Week 1 Activity 4: Generations of information seekers

Click to access UCL_Reading_research.pdf

What follows starts with a quick exercise to focus your thinking about the Google Generation.

  • Below are four statements about that generation. Two statements have been described as myths by the authors of the study from which the graph is taken: please try to identify those two statements. And, in your view, how accurate are each of the other statements?

    1. ‘They [the Google Generation] need to feel constantly connected to the web’

    2. ‘They are the “cut-and-paste” generation’

    3. ‘They pick up computer skills by trial and error’

    4. ‘They are expert searchers’

Which of Statements 1–4 above, if any, apply to you?

I think that in some way most of these statements could apply to me, although to varying degrees.  I’m pretty much a daily user of the web through both my work, my study and my home life. I definitely pick up computer skills by trial and error and I would class myself as an ‘ ok but could do better’ searcher … In terms of the cut and paste generation .. that is a tricky one .. I can see in one way it could apply but it does seem an almost ‘dismissive’ turn of phrase – not sure about that. I’m definitely not part of what I see as the ‘google generation’ though age wise ..

Which method in the graph above do you depend on most?

I guess I’m probably right in the middle of the graph age wise and I would pretty much use all of the methods mentioned, it depends on the task really.

Week 1 Activity 2 : Sharing your reactions

Something that interested me …

I’m really interested in how people learn both in formal situations and informal contexts. I love the idea of the fact that you can learn without realising you are learning ( if you know what I mean). I’m really interested in the different attitudes and behaviours that people have towards use of technology for their own learning and I’m looking forward to working in a collaborative setting as we go through the course.

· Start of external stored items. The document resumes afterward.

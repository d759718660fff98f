//! Command-line interface for inspecting and operating managed vaults.

use vault_keeper::cli;
use vault_keeper::setup_tracing;

#[tokio::main]
async fn main() -> anyhow::Result<()> {
    let (ctx, command) = cli::CliEnv::parse_and_convert()?;
    setup_tracing(ctx.log_level);

    cli::run_command(ctx, command).await?;
    Ok(())
}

My Chosen Learning Outcome

For me I guess the key learning outcome would come under Cognitive Skills  and developing my ability to  ‘use …differing perspectives to make sense of your own and others’ experience of learning with technologies’ .  Working with other people and learning about their values and attitudes towards the use of technology will really help with this 🙂

Week 1 : Activities

  • Activity 1, Meeting fellow students and your tutor: introducing yourself in the forum, reading messages and responding (up to an hour and a half, spread over two or three visits to the group forum).
  • Reading ‘Introducing H800’ and ‘A taste of H800’s themes’, and getting to know the website (about half an hour).
  • Activity 2, Sharing your reactions: forum discussion (about an hour).
  • Activity 3, How much changed when printing arrived? Reading an online newspaper article, ‘Thanks, Gutenberg – but we’re too pressed for time to read’; discussing it in the forum and doing some guided exploration on your own (between an hour and a half and two hours – depending on the forum discussion).
  • Activity 4, Generations of information seekers: finding out who in your group likes GoogleScholar, and who prefers to visit a library in person. Comparing your group with research findings on age-related differences, and spotting myths about the Google Generation (about two hours).
  • Activity 5, Are the ‘Net Generation’ great at multitasking? Listening to an interview with an academic who researched Australian students’ use of technologies – for example, how many have a blog, how many use social networking sites (of which Facebook is a current example)? Then reading a research paper by him and a colleague, about multitasking. This activity involves individual listening and reading, though you may, of course, discuss it in the forum. We’ve provided a transcript of the interview in case you prefer to read, or need to for reasons of accessibility (about an hour and a half).
  • Activity 6, The Google Generation: a crisis of information literacy? Optional activity: viewing a webcast from one of the authors of the report in Activity 4. Revising the topic while comparing your experiences of the webcast and written text. Individual study, not forums (between a few minutes and an hour; or you can omit this activity completely).
  • Activity 7, Setting up your computer for OU Live: installing the headset-plus-microphone and checking the sound levels in preparation for Week 2’s live voice discussions; using the forum to troubleshoot any difficulties (say, up to an hour).
  • Week 1’s activities formally total quite a bit less than 14 hours. That’s partly to give a bit of extra space for ‘Week 1 hassles’, and partly because people are still getting used to the module this week.